= Beginning of Section =
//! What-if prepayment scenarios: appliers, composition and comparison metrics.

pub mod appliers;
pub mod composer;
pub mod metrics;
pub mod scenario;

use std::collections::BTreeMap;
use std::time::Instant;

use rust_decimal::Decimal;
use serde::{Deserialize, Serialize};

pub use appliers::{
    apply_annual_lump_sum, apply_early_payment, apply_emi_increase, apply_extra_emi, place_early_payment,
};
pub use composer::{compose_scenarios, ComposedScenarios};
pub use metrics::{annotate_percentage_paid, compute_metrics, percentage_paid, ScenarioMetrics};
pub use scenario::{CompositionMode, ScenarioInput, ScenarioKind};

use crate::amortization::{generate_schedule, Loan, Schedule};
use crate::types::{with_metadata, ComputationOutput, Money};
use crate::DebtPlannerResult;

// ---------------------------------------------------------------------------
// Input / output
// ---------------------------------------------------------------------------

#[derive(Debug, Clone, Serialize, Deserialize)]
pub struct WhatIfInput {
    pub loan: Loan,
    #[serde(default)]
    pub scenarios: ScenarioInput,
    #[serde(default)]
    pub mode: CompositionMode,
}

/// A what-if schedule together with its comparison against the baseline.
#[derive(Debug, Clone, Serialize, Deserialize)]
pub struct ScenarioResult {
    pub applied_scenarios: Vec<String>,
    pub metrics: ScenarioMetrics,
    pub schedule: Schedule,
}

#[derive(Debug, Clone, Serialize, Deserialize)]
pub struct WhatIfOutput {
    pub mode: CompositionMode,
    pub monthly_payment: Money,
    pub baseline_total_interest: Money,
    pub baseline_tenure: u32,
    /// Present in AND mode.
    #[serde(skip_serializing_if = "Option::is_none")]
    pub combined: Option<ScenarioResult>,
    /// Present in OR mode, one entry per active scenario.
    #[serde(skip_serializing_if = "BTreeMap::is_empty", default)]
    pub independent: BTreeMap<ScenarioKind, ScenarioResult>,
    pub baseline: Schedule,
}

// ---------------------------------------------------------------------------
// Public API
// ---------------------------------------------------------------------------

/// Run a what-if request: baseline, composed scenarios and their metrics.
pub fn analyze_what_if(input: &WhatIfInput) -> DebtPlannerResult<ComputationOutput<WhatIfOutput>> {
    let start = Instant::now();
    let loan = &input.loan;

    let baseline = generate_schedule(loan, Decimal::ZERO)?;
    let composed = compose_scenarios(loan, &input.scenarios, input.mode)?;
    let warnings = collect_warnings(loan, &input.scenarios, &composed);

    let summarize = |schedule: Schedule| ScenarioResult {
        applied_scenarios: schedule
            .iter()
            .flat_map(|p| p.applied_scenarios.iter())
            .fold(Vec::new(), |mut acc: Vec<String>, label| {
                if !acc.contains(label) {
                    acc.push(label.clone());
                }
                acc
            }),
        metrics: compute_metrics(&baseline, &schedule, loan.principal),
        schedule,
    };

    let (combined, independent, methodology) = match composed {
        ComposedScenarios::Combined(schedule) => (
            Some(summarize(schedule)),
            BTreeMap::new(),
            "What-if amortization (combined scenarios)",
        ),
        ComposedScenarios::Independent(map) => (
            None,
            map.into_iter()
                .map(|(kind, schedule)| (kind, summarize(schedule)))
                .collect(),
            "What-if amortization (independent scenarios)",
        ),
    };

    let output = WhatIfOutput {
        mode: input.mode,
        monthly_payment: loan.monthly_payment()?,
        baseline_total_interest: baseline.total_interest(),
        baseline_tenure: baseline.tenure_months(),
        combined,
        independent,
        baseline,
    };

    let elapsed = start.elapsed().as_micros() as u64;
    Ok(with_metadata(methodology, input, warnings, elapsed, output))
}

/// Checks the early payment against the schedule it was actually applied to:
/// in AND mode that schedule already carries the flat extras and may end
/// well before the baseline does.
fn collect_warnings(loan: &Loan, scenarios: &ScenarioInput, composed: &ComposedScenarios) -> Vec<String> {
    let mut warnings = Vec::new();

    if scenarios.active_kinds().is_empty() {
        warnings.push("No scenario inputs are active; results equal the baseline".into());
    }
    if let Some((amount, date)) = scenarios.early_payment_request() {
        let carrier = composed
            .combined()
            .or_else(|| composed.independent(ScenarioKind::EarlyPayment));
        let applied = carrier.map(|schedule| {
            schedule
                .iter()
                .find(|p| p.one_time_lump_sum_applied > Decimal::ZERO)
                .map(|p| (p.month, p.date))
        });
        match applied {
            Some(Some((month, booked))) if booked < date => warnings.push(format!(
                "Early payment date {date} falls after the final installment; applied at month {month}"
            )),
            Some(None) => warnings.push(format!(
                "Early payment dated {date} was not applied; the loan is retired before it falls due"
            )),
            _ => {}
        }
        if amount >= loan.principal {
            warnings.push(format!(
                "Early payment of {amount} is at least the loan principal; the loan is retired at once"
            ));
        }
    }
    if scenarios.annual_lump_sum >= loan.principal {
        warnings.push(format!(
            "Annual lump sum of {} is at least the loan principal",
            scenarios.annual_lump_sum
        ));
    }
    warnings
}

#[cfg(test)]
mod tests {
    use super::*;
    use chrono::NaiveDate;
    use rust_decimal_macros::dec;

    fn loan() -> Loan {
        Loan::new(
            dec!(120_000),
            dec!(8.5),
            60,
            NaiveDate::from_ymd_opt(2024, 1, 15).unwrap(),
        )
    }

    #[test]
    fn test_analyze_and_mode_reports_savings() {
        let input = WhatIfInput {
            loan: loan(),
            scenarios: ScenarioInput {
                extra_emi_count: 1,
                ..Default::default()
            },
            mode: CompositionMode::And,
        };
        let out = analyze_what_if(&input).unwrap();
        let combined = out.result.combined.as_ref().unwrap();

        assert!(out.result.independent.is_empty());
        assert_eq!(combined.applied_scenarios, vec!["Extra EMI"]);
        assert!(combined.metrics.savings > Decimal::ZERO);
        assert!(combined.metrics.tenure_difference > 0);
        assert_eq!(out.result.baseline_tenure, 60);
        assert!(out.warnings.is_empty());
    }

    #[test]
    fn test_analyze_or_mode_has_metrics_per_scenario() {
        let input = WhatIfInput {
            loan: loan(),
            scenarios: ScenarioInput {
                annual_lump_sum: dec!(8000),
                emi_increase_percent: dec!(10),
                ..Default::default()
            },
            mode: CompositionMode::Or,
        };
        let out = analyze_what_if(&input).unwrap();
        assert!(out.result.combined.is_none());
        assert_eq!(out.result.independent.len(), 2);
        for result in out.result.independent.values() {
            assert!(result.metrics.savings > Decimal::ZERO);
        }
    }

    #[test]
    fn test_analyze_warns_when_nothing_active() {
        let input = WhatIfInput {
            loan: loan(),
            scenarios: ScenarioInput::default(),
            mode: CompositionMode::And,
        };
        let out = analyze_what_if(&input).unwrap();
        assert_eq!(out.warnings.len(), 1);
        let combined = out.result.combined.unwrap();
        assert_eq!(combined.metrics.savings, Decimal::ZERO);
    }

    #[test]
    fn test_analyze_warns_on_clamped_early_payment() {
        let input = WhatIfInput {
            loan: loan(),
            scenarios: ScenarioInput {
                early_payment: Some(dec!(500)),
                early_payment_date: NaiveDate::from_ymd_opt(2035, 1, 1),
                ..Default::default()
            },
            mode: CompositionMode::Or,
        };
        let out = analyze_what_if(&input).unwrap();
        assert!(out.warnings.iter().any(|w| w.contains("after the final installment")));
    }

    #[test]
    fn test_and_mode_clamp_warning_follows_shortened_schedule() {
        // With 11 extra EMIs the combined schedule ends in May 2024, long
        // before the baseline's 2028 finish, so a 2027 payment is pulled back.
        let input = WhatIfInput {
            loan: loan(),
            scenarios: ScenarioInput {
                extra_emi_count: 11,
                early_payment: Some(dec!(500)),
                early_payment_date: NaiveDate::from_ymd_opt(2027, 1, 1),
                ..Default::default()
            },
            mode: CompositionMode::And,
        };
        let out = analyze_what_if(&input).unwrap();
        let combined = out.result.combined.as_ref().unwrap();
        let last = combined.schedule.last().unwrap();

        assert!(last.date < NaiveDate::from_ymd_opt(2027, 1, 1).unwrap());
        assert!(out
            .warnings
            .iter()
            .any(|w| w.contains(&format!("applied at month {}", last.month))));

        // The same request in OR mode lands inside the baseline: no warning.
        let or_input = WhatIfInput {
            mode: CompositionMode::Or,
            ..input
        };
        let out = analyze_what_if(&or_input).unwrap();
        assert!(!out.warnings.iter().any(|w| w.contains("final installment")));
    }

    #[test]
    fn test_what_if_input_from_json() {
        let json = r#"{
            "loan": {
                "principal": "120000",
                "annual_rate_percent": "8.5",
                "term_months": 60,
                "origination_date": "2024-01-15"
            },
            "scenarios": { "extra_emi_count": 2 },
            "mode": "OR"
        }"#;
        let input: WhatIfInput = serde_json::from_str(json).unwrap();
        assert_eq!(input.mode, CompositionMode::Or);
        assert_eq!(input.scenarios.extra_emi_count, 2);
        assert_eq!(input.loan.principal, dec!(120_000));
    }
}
= End of Section =
How many of the lines in the material hold the word "push"? Give that number alone.

_Task result:_ 6